→ **Work order**
Scan the records that follow, and whenever a line has the word "LayerBlendMode", copy it.
START Exercise data
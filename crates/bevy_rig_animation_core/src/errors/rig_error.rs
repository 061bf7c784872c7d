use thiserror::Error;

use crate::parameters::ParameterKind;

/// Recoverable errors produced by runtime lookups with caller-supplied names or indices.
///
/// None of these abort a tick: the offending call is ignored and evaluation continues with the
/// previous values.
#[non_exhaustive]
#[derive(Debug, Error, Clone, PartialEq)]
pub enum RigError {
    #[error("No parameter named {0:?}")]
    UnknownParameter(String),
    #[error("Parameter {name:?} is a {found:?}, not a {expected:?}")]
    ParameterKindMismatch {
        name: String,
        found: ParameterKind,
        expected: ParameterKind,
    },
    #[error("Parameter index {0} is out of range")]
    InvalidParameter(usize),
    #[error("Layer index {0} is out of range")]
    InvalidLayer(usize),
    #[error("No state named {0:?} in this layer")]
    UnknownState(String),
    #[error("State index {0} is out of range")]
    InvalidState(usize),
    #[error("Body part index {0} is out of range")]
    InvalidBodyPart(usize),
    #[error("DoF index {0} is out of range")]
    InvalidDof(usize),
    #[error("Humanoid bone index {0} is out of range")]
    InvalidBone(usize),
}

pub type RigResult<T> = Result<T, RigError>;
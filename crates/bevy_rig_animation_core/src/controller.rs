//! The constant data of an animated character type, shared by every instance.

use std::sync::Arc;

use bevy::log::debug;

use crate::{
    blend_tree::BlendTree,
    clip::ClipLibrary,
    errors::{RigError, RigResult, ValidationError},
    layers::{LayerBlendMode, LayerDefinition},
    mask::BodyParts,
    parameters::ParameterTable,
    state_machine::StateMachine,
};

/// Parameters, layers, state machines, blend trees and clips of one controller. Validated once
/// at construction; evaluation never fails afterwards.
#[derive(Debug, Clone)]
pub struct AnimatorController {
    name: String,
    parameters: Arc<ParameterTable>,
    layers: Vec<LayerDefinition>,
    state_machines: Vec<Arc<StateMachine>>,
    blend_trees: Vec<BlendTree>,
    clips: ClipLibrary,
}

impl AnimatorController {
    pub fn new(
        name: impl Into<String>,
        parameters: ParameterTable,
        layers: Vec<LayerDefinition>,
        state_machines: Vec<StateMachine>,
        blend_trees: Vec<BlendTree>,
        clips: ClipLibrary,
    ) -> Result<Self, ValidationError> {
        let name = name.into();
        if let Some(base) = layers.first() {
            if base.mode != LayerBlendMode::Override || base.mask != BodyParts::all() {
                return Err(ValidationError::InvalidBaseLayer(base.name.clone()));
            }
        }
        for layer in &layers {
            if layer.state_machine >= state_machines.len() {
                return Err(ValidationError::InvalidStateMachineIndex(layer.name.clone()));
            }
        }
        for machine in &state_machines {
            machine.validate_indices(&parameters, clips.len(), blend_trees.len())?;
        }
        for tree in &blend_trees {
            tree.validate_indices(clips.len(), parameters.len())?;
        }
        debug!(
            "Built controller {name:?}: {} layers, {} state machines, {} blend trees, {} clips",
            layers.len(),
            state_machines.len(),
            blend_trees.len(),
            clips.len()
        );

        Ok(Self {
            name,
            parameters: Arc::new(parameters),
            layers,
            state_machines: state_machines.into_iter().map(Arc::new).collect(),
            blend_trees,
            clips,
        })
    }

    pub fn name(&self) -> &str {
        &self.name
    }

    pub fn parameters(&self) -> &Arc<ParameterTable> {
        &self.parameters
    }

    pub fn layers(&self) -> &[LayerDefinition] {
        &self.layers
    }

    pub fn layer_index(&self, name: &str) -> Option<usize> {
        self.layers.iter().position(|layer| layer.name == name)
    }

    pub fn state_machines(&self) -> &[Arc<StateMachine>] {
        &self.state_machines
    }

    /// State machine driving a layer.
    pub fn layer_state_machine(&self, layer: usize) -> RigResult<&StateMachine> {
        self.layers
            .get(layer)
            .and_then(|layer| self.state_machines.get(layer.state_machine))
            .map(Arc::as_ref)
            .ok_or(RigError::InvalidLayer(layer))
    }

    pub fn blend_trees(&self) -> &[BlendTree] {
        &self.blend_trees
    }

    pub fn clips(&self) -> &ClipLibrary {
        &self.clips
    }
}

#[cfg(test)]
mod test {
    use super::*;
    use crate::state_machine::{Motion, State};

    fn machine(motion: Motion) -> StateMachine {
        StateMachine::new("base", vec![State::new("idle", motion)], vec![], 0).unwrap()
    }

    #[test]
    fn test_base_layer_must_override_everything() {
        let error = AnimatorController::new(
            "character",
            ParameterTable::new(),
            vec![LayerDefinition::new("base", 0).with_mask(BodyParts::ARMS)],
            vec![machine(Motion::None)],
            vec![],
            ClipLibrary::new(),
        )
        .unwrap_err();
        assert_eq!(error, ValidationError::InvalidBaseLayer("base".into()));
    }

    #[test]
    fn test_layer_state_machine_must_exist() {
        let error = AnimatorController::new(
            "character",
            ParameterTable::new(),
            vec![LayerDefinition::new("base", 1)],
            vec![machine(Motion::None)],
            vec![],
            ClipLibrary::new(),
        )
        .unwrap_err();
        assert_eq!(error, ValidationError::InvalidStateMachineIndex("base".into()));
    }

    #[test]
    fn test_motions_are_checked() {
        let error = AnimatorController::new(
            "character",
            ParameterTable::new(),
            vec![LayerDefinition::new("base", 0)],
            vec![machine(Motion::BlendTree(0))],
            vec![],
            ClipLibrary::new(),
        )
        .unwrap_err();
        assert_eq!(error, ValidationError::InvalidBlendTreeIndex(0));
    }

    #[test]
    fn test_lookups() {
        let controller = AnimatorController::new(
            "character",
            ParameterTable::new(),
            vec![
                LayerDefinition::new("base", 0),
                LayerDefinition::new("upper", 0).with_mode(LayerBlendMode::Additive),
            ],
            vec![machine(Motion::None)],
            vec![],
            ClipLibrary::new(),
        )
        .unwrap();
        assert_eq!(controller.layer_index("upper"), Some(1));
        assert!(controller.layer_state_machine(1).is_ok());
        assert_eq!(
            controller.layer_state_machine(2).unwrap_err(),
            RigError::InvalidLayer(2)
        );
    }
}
END Exercise data
→ **Solution to this problem**
    layers::{LayerBlendMode, LayerDefinition},
            if base.mode != LayerBlendMode::Override || base.mask != BodyParts::all() {
                LayerDefinition::new("upper", 0).with_mode(LayerBlendMode::Additive),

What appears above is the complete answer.